Robert Brundage, Partner and Kimberley Parrish, Associate co-authored, "Article III Standing to Appeal in Federal Court: What Business Lawyers Need to Know," which was published in the International Association of Defense Counsel's Defense Counsel Journal.
Federal-court practitioners will likely have heard of the “irreducible minimum” of standing, which Article III of the United States Constitution requires of every plaintiff on every claim: the party invoking the court’s jurisdiction must have an actual or imminent, personalized, concrete injury; the injury must be traceable to the conduct complained of in the lawsuit; and there must be a reasonable probability that a favorable court ruling would redress the injury. Lack of Article III standing is a silver bullet: it is jurisdictional, it cannot be waived, the court must notice a standing defect even if no party raises it, and the appellant’s lack of standing requires dismissal.

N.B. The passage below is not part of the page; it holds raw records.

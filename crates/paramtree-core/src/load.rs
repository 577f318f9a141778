//! Populate a tree from a profile document.

use paramtree_xml::{parse_document, XmlElement, XmlError};
use tracing::{debug, warn};

use crate::model::{LeafInput, NodeId, ParameterTree, TreeNode};
use crate::TreeError;

/// Outcome of one load pass.
#[derive(Debug, Clone, Copy, Default, PartialEq, Eq)]
pub struct LoadSummary {
    /// Elements that found a node to write into.
    pub matched: usize,
    /// Elements without a counterpart in the tree, including their subtrees.
    pub skipped: usize,
    /// Branches repeated to hold additional occurrences.
    pub repeated: usize,
}

/// Write the values of `doc` into `tree`.
///
/// Elements are matched by name against the children of the current node;
/// unknown elements are skipped so richer documents still load.
pub fn load(doc: &XmlElement, tree: &mut ParameterTree) -> LoadSummary {
    tree.reset_loaded();
    let root = tree.root();
    let root_name = tree.nodes[root.0].name.clone();
    if doc.name != root_name {
        warn!(expected = %root_name, found = %doc.name, "profile root does not match template root");
    }
    tree.mark_loaded(root);
    let mut summary = LoadSummary::default();
    load_children(doc, root, tree, &mut summary);
    debug!(
        matched = summary.matched,
        skipped = summary.skipped,
        repeated = summary.repeated,
        "profile loaded"
    );
    summary
}

/// Parse a profile document and load it into `tree`.
pub fn load_profile_str(xml: &str, tree: &mut ParameterTree) -> Result<LoadSummary, XmlError> {
    let doc = parse_document(xml)?;
    Ok(load(&doc, tree))
}

fn load_children(
    element: &XmlElement,
    parent: NodeId,
    tree: &mut ParameterTree,
    summary: &mut LoadSummary,
) {
    for child in &element.children {
        match load_element(child, parent, tree, summary) {
            Ok(true) => {}
            Ok(false) => summary.skipped += 1,
            Err(err) => {
                warn!(element = %child.name, error = %err, "could not load element");
                summary.skipped += 1;
            }
        }
    }
}

fn load_element(
    element: &XmlElement,
    parent: NodeId,
    tree: &mut ParameterTree,
    summary: &mut LoadSummary,
) -> Result<bool, TreeError> {
    let Some(mut target) = tree.last_child_named(parent, &element.name) else {
        debug!(element = %element.name, parent = %tree.nodes[parent.0].name, "no matching node");
        return Ok(false);
    };

    let node = tree.get(target)?;
    if !node.enabled {
        tree.apply_enabled(target, true)?;
    }
    let node = tree.get(target)?;
    if node.loaded && node.is_repeatable() {
        target = tree.repeat(target)?;
        summary.repeated += 1;
    }

    write_leaf(tree, target, element)?;
    if tree.get(parent)?.is_choice() {
        tree.select_choice(parent, target)?;
    }
    tree.mark_loaded(target);
    summary.matched += 1;

    if !tree.get(target)?.is_leaf() {
        load_children(element, target, tree, summary);
    }
    Ok(true)
}

fn write_leaf(tree: &mut ParameterTree, id: NodeId, element: &XmlElement) -> Result<(), TreeError> {
    let Some(leaf) = tree.node(id).and_then(TreeNode::leaf) else {
        return Ok(());
    };
    let input = leaf.input.clone();
    if leaf.has_unit() {
        if let Some(unit) = element.attribute("UNIT") {
            tree.set_unit(id, unit)?;
        }
    }
    match input {
        LeafInput::None => {}
        LeafInput::Select(options) => {
            let wanted = element.text.to_uppercase();
            let option = options
                .iter()
                .find(|option| **option == wanted)
                .or_else(|| {
                    options
                        .iter()
                        .find(|option| option.eq_ignore_ascii_case(&element.text))
                })
                .map(String::as_str);
            if option.is_none() && !element.text.is_empty() {
                debug!(element = %element.name, value = %element.text, "no option matches, clearing selection");
            }
            tree.set_value(id, option.unwrap_or_default())?;
        }
        LeafInput::Text | LeafInput::File => {
            tree.set_value(id, &element.text)?;
        }
    }
    Ok(())
}

#[cfg(test)]
mod tests {
    use super::*;
    use crate::serialize::{profile_xml, SerializeOptions};
    use crate::testutil::{build_tree, complete};
    use crate::Validity;

    fn leaf_values(tree: &ParameterTree) -> Vec<(String, String, Option<String>)> {
        tree.leaves()
            .into_iter()
            .filter(|id| tree.is_active(*id))
            .map(|id| {
                let leaf = tree.node(id).unwrap().leaf().unwrap();
                (
                    tree.path_of(id).unwrap(),
                    leaf.value().to_string(),
                    leaf.unit().map(str::to_string),
                )
            })
            .collect()
    }

    #[test]
    fn round_trip_reproduces_values() {
        let mut source = build_tree();
        complete(&mut source);
        let iterations = source.find("Iterations").unwrap();
        source.set_value(iterations, "7").unwrap();
        source.set_unit(iterations, "steps").unwrap();
        let output = source.find("Output").unwrap();
        source.set_enabled(output, true).unwrap();
        let path = source.find("Output/Path").unwrap();
        source.set_value(path, "result.xml").unwrap();
        let xml = profile_xml(&source, &SerializeOptions::default()).unwrap();

        let mut target = build_tree();
        let summary = load_profile_str(&xml, &mut target).expect("load profile");
        assert_eq!(summary.skipped, 0);
        assert_eq!(summary.repeated, 0);
        assert_eq!(leaf_values(&target), leaf_values(&source));
        assert!(target.is_complete());
        assert_eq!(profile_xml(&target, &SerializeOptions::default()).unwrap(), xml);
    }

    #[test]
    fn repeated_elements_get_their_own_copies() {
        let xml = r#"
            <SolverParams>
                <Output><Path>a.xml</Path></Output>
                <Output><Path>b.xml</Path></Output>
                <Output><Path>c.txt</Path></Output>
            </SolverParams>
        "#;
        let mut tree = build_tree();
        let summary = load_profile_str(xml, &mut tree).unwrap();
        assert_eq!(summary.repeated, 2);
        let outputs: Vec<NodeId> = tree.children_named(tree.root(), "Output").collect();
        assert_eq!(outputs.len(), 3);
        let paths: Vec<String> = (0..3)
            .map(|i| {
                let path = tree.find(&format!("Output[{i}]/Path")).unwrap();
                tree.node(path).unwrap().leaf().unwrap().value().to_string()
            })
            .collect();
        assert_eq!(paths, ["a.xml", "b.xml", "c.txt"]);
        let last = tree.find("Output[2]/Path").unwrap();
        assert!(tree.validity(last).unwrap().is_invalid());
        assert!(tree.node(outputs[0]).unwrap().is_enabled());
    }

    #[test]
    fn occurrences_beyond_max_are_skipped() {
        let xml = r#"
            <SolverParams>
                <Limits><Kind><Hard><Max>1</Max></Hard></Kind></Limits>
                <Limits><Kind><Soft><Weight>2</Weight></Soft></Kind></Limits>
                <Limits><Kind><Soft><Weight>3</Weight></Soft></Kind></Limits>
            </SolverParams>
        "#;
        let mut tree = build_tree();
        let summary = load_profile_str(xml, &mut tree).unwrap();
        assert_eq!(summary.repeated, 1);
        assert_eq!(summary.skipped, 1);
        assert_eq!(tree.children_named(tree.root(), "Limits").count(), 2);
        let kind = tree.find("Limits[1]/Kind").unwrap();
        let soft = tree.find("Limits[1]/Kind/Soft").unwrap();
        assert_eq!(tree.node(kind).unwrap().chosen(), Some(soft));
    }

    #[test]
    fn unknown_elements_and_root_mismatch_are_tolerated() {
        let xml = r#"
            <OtherRoot>
                <Iterations UNIT="s">3</Iterations>
                <Unknown><Deep>1</Deep></Unknown>
                <Method><Direct><Marker/></Direct><Extra/></Method>
            </OtherRoot>
        "#;
        let mut tree = build_tree();
        let summary = load_profile_str(xml, &mut tree).unwrap();
        assert_eq!(summary.skipped, 2);
        assert_eq!(summary.matched, 4);
        let iterations = tree.find("Iterations").unwrap();
        let leaf = tree.node(iterations).unwrap().leaf().unwrap();
        assert_eq!(leaf.value(), "3");
        assert_eq!(leaf.unit(), Some("s"));
        let method = tree.find("Method").unwrap();
        assert_eq!(tree.validity(method), Some(&Validity::Valid));
    }

    #[test]
    fn select_text_is_matched_upper_cased() {
        let mut tree = build_tree();
        load_profile_str("<SolverParams><Precond>jacobi</Precond></SolverParams>", &mut tree)
            .unwrap();
        let precond = tree.find("Precond").unwrap();
        assert_eq!(tree.node(precond).unwrap().leaf().unwrap().value(), "JACOBI");
        assert_eq!(tree.validity(precond), Some(&Validity::Valid));

        load_profile_str("<SolverParams><Precond>ilu</Precond></SolverParams>", &mut tree)
            .unwrap();
        assert_eq!(tree.node(precond).unwrap().leaf().unwrap().value(), "");
        assert_eq!(tree.validity(precond), Some(&Validity::Unset));
    }

    #[test]
    fn mixed_case_options_match_ignoring_case() {
        let template = r#"
            <Template Id="mode">
                <Branch Name="Run">
                    <Leaf Name="Mode" Input="select">
                        <Option>Auto</Option>
                        <Option>MANUAL</Option>
                    </Leaf>
                </Branch>
            </Template>
        "#;
        let model = paramtree_xml::parse(template).unwrap();
        let mut tree = ParameterTree::from_template(&model, &crate::TreeOptions::default());
        let mode = tree.find("Mode").unwrap();

        load_profile_str("<Run><Mode>auto</Mode></Run>", &mut tree).unwrap();
        assert_eq!(tree.node(mode).unwrap().leaf().unwrap().value(), "Auto");
        assert_eq!(tree.validity(mode), Some(&Validity::Valid));

        load_profile_str("<Run><Mode>manual</Mode></Run>", &mut tree).unwrap();
        assert_eq!(tree.node(mode).unwrap().leaf().unwrap().value(), "MANUAL");
        assert!(tree.is_complete());
    }

    #[test]
    fn malformed_documents_are_errors() {
        let mut tree = build_tree();
        assert!(matches!(
            load_profile_str("<SolverParams>", &mut tree),
            Err(XmlError::Xml(_))
        ));
    }
}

Less well known is that an appellant in federal court – whether plaintiff or defendant – must separately have standing to appeal. Standing can present a fatal obstacle to appeals of interest to business lawyers, including class-action settlements, bankruptcies, challenges to government action, cases involving intervenors, and even occasionally appeals from jury verdicts. Understanding appellate-standing requirements can help you stop an adversary’s appeal cold and can keep you from spending time and money on your own client’s appeal that cannot succeed. This article examines the obscure-but-useful area of standing to appeal, highlighting recurring scenarios where parties do or don’t have standing and the considerations at play.